WHAT IS REQUIRED ::
I would like you to restate each record word for word.

----

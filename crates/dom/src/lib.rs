//! domkit - structural DOM surgery over an in-memory document
//!
//! Helpers for finding, creating, wrapping and unwrapping elements while
//! keeping sibling order intact. BODY is the boundary: nothing at or above it
//! is ever wrapped, unwrapped or removed.
//!
//! ## Core Design
//!
//! ```text
//! wrap_deeply ──> wrap_around ──> accessor / factory
//! unwrap ───────> nesting ──────> accessor
//!                       │
//!                  Document (DomArena, NodeId = u32)
//! ```
//!
//! ## Example
//!
//! ```
//! use domkit::{wrap_around, unwrap, Document, UnwrapOptions};
//!
//! let mut doc = Document::from_json_str(
//!     r#"{"tag":"body","children":[{"tag":"b"},{"tag":"span"},{"tag":"i"}]}"#,
//! )?;
//! let div = wrap_around(&mut doc, "span", "div", None)?;
//! assert_eq!(domkit::nesting_depth(&doc, "span"), Some(1));
//!
//! assert_eq!(unwrap(&mut doc, "span", UnwrapOptions::default())?, Some(div));
//! assert_eq!(domkit::nesting_depth(&doc, "span"), Some(0));
//! # Ok::<(), domkit::DomError>(())
//! ```

pub mod accessor;
pub mod arena;
pub mod console;
pub mod document;
pub mod element_ref;
pub mod error;
pub mod factory;
pub mod nesting;
pub mod pipeline;
pub mod serializer;
pub mod style;
pub mod types;
pub mod unwrap;
pub mod utils;
pub mod wrap;

pub use accessor::{resolve, resolve_all, NodeRef};
pub use arena::{AdjacentPosition, DomArena};
pub use console::Console;
pub use document::Document;
pub use element_ref::{ElementRef, Selector};
pub use error::{DomError, Result};
pub use factory::{create, create_all};
pub use nesting::{ancestor_chain, ancestors, nesting_depth, print_ancestors};
pub use pipeline::{Insertion, Position};
pub use serializer::{DomSerializer, SerializerConfig};
pub use style::{apply_style, inline_style_dump, print_inline_styles, style_all};
pub use types::*;
pub use unwrap::{unwrap, UnwrapOptions};
pub use wrap::{parse_wrapper_specs, wrap_around, wrap_deeply};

----

RESULT ::
filename crates/dom/src/lib.rs
//! domkit - structural DOM surgery over an in-memory document
//!
//! Helpers for finding, creating, wrapping and unwrapping elements while
//! keeping sibling order intact. BODY is the boundary: nothing at or above it
//! is ever wrapped, unwrapped or removed.
//!
//! ## Core Design
//!
//! ```text
//! wrap_deeply ──> wrap_around ──> accessor / factory
//! unwrap ───────> nesting ──────> accessor
//!                       │
//!                  Document (DomArena, NodeId = u32)
//! ```
//!
//! ## Example
//!
//! ```
//! use domkit::{wrap_around, unwrap, Document, UnwrapOptions};
//!
//! let mut doc = Document::from_json_str(
//!     r#"{"tag":"body","children":[{"tag":"b"},{"tag":"span"},{"tag":"i"}]}"#,
//! )?;
//! let div = wrap_around(&mut doc, "span", "div", None)?;
//! assert_eq!(domkit::nesting_depth(&doc, "span"), Some(1));
//!
//! assert_eq!(unwrap(&mut doc, "span", UnwrapOptions::default())?, Some(div));
//! assert_eq!(domkit::nesting_depth(&doc, "span"), Some(0));
//! # Ok::<(), domkit::DomError>(())
//! ```

pub mod accessor;
pub mod arena;
pub mod console;
pub mod document;
pub mod element_ref;
pub mod error;
pub mod factory;
pub mod nesting;
pub mod pipeline;
pub mod serializer;
pub mod style;
pub mod types;
pub mod unwrap;
pub mod utils;
pub mod wrap;

pub use accessor::{resolve, resolve_all, NodeRef};
pub use arena::{AdjacentPosition, DomArena};
pub use console::Console;
pub use document::Document;
pub use element_ref::{ElementRef, Selector};
pub use error::{DomError, Result};
pub use factory::{create, create_all};
pub use nesting::{ancestor_chain, ancestors, nesting_depth, print_ancestors};
pub use pipeline::{Insertion, Position};
pub use serializer::{DomSerializer, SerializerConfig};
pub use style::{apply_style, inline_style_dump, print_inline_styles, style_all};
pub use types::*;
pub use unwrap::{unwrap, UnwrapOptions};
pub use wrap::{parse_wrapper_specs, wrap_around, wrap_deeply};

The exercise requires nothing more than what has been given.